THE government’s contradictions and confusion appear to have no end when it comes to dealing with the Tehreek-i-Labbaik Pakistan. Interior Minister Sheikh Rashid this weekend made a baffling statement, in which he revealed that the TLP is “not banned but proscribed”.
As if to clarify his point, Mr Rashid said though the party is “neither here nor there”, it is not banned as its members can still contest elections by virtue of being registered with the ECP. When asked why the party is widely believed to be proscribed, the minister said it was because it was declared as such by the government.
Read more: Government yields to TLP, frees 350 activists
This is an absurd statement that defies logic.

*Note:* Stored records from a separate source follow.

//! Stage files and the final cache artifact.
//!
//! Every pipeline stage writes one text file per region bucket into its own
//! directory under the work directory; the class cache builder writes a
//! single artifact at the end.

use crate::compute::bucket::RegionBucket;
use crate::error::Result;
use std::collections::BTreeMap;
use std::fs::{self, File};
use std::io::{BufWriter, Write};
use std::path::{Path, PathBuf};

pub mod cache;
pub mod records;

pub use cache::ClassCache;
#[cfg(feature = "snapshot")]
pub use cache::CacheFile;
pub use records::MergedLine;

/// Output directory of one stage, holding `<prefix>_<bucket>.txt` files.
#[derive(Debug, Clone)]
pub struct StageDir {
    dir: PathBuf,
    prefix: &'static str,
}

impl StageDir {
    pub fn new<P: AsRef<Path>>(dir: P, prefix: &'static str) -> Self {
        Self {
            dir: dir.as_ref().to_path_buf(),
            prefix,
        }
    }

    pub fn dir(&self) -> &Path {
        &self.dir
    }

    pub fn path_for(&self, bucket: RegionBucket) -> PathBuf {
        self.dir.join(format!("{}_{}.txt", self.prefix, bucket))
    }

    /// Create the directory if needed and delete this stage's previous
    /// outputs, so a rerun never mixes old and new buckets.
    pub fn reset(&self) -> Result<()> {
        fs::create_dir_all(&self.dir)?;
        for path in self.files()?.into_values() {
            fs::remove_file(path)?;
        }
        Ok(())
    }

    /// Existing stage files keyed by bucket, in bucket order.
    ///
    /// A missing directory yields no files.
    pub fn files(&self) -> Result<BTreeMap<RegionBucket, PathBuf>> {
        let mut files = BTreeMap::new();
        if !self.dir.is_dir() {
            return Ok(files);
        }

        for entry in fs::read_dir(&self.dir)? {
            let path = entry?.path();
            let Some(bucket) = self.bucket_of(&path) else {
                continue;
            };
            files.insert(bucket, path);
        }
        Ok(files)
    }

    fn bucket_of(&self, path: &Path) -> Option<RegionBucket> {
        let name = path.file_name()?.to_str()?;
        let stem = name.strip_suffix(".txt")?;
        let key = stem.strip_prefix(self.prefix)?.strip_prefix('_')?;
        key.parse().ok()
    }
}

/// Write a file through a temporary sibling and rename it into place.
pub(crate) fn write_atomic<F>(path: &Path, write: F) -> Result<()>
where
    F: FnOnce(&mut BufWriter<File>) -> Result<()>,
{
    if let Some(parent) = path.parent() {
        fs::create_dir_all(parent)?;
    }
    let temp_path = temp_path(path);

    let mut writer = BufWriter::new(File::create(&temp_path)?);
    write(&mut writer)?;
    writer.flush()?;
    let file = writer.into_inner().map_err(|e| e.into_error())?;
    file.sync_all()?;
    drop(file);

    fs::rename(&temp_path, path)?;
    Ok(())
}

fn temp_path(path: &Path) -> PathBuf {
    let mut temp = path.to_path_buf();
    if let Some(name) = temp.file_name() {
        let mut new_name = name.to_string_lossy().into_owned();
        new_name.push_str(".tmp");
        temp.set_file_name(new_name);
    }
    temp
}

Perhaps the minister has forgotten that in April this year, his own ministry issued a notification declaring the TLP a proscribed organisation after the federal cabinet approved a summary to ban the party. The step was taken after TLP supporters staged violent protests across the country in the wake of their leader’s arrest. The notification said the federal government had grounds to believe that the “TLP is engaged in terrorism” and that it threatened security, caused harm and promoted hatred.

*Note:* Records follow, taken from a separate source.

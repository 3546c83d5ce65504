//! Hexagonal lattice generation for one tiling configuration.
//!
//! The lattice is grown by a breadth-first flood fill from the region's
//! center, six neighbors per node, until the (slightly expanded) region is
//! exhausted. The finished lattice is then rotated about the seed, translated
//! by the tiling's phase, and clipped back to the region.
//!
//! ```rust
//! use geocells::compute::lattice::LatticeGenerator;
//! use geocells::config::{BoundingBox2D, Coordinate, LatticeConfig, TilingConfiguration};
//!
//! let region = BoundingBox2D::new(0.0, 0.0, 100.0, 100.0);
//! let settings = LatticeConfig::default();
//! let tiling = TilingConfiguration::new(0, 1.0, 0.0, Coordinate::new(0.0, 0.0), 5.0);
//!
//! let centers = LatticeGenerator::new(&region, &settings).generate(&tiling);
//! assert_eq!(centers[0].coord, Coordinate::new(50.0, 50.0));
//! ```

use crate::config::{BoundingBox2D, CellCenter, Coordinate, LatticeConfig, TilingConfiguration};
use geo::{AffineOps, AffineTransform, Translate};
use rayon::prelude::*;
use rustc_hash::{FxHashMap, FxHashSet};
use std::collections::VecDeque;
use std::time::Instant;

/// Distance between adjacent lattice points, in cell radii.
pub const SPACING_FACTOR: f64 = 4.0;

/// Builds cell centers for tilings over a fixed region.
pub struct LatticeGenerator<'a> {
    region: &'a BoundingBox2D,
    settings: &'a LatticeConfig,
}

impl<'a> LatticeGenerator<'a> {
    pub fn new(region: &'a BoundingBox2D, settings: &'a LatticeConfig) -> Self {
        Self { region, settings }
    }

    /// Flood-fill start point: the region's center, on the 2-decimal grid.
    pub fn seed(&self) -> Coordinate {
        self.region.center().rounded()
    }

    /// Generate the clipped, deduplicated centers of one tiling, in BFS order.
    pub fn generate(&self, tiling: &TilingConfiguration) -> Vec<CellCenter> {
        let cell_radius = self.settings.cell_radius(tiling);
        let lattice = self.flood_fill(cell_radius);
        self.place(tiling, &lattice)
    }

    /// Generate every tiling in parallel. The result is indexed by config id.
    ///
    /// Tilings sharing a scale share one flood fill.
    pub fn generate_all(&self, tilings: &[TilingConfiguration]) -> Vec<Vec<CellCenter>> {
        let started = Instant::now();

        let mut radii: Vec<f64> = tilings
            .iter()
            .map(|t| self.settings.cell_radius(t))
            .collect();
        radii.sort_by(f64::total_cmp);
        radii.dedup_by(|a, b| a.to_bits() == b.to_bits());

        let fills: FxHashMap<u64, Vec<Coordinate>> = radii
            .par_iter()
            .map(|r| (r.to_bits(), self.flood_fill(*r)))
            .collect::<Vec<_>>()
            .into_iter()
            .collect();

        let centers: Vec<Vec<CellCenter>> = tilings
            .par_iter()
            .map(|tiling| {
                let bits = self.settings.cell_radius(tiling).to_bits();
                self.place(tiling, &fills[&bits])
            })
            .collect();

        for (tiling, group) in tilings.iter().zip(&centers) {
            log::info!(
                "Tiling {} (scale {}, orientation {}°, phase {}): {} centers",
                tiling.config_id,
                tiling.scale,
                tiling.orientation,
                tiling.phase,
                group.len()
            );
        }
        log::info!(
            "Generated {} tilings in {:.2}s",
            tilings.len(),
            started.elapsed().as_secs_f64()
        );
        centers
    }

    /// Untransformed lattice around the seed, in BFS visitation order.
    fn flood_fill(&self, cell_radius: f64) -> Vec<Coordinate> {
        let bounds = self.region.expand(cell_radius + self.settings.tolerance);
        let spacing = SPACING_FACTOR * cell_radius;
        let offsets: [(f64, f64); 6] = std::array::from_fn(|i| {
            let angle = (60.0 * i as f64).to_radians();
            (spacing * angle.cos(), spacing * angle.sin())
        });

        let seed = self.seed();
        let mut visited = FxHashSet::default();
        let mut queue = VecDeque::new();
        let mut order = Vec::new();

        visited.insert(seed.grid_key());
        queue.push_back(seed);
        order.push(seed);

        while let Some(current) = queue.pop_front() {
            for (dx, dy) in offsets {
                let neighbor =
                    Coordinate::new(current.easting + dx, current.northing + dy).rounded();
                if bounds.contains(&neighbor) && visited.insert(neighbor.grid_key()) {
                    queue.push_back(neighbor);
                    order.push(neighbor);
                }
            }
        }

        order
    }

    /// Rotate (clockwise, about the seed), translate, clip, and index.
    fn place(&self, tiling: &TilingConfiguration, lattice: &[Coordinate]) -> Vec<CellCenter> {
        let clip = self.region.expand(self.settings.cell_radius(tiling));
        let seed: geo::Point<f64> = self.seed().into();
        let rotation = AffineTransform::rotate(-tiling.orientation, seed);

        lattice
            .iter()
            .map(|coord| {
                let point = geo::Point::<f64>::from(*coord)
                    .affine_transform(&rotation)
                    .translate(tiling.phase.easting, tiling.phase.northing);
                Coordinate::from(point).rounded()
            })
            .filter(|coord| clip.contains(coord))
            .enumerate()
            .map(|(index, coord)| CellCenter::new(tiling, index as u32, coord))
            .collect()
    }
}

At that time, Mr Rashid himself had said the government would move to dissolve the group, and that a separate summary would be moved to this effect in the cabinet. If approved, he had said, a reference would be filed in the Supreme Court for the party’s dissolution.
Editorial: The state only has itself to blame for its convoluted and opaque dealings with the TLP
Six months later, Mr Rashid is telling the public that the government never approached the apex court for this dissolution, and indicating that the party’s ban is merely a verbal one. By talking in this way, Mr Rashid is making a mockery of his own government, and implying that its actions are not just poorly thought out but also simply token steps to create the illusion of action. Though an outright ban of a political party not proven to have terrorism links is against democratic norms, this hypocrisy has exposed the government’s tendency to sleepwalk into disasters at its own expense.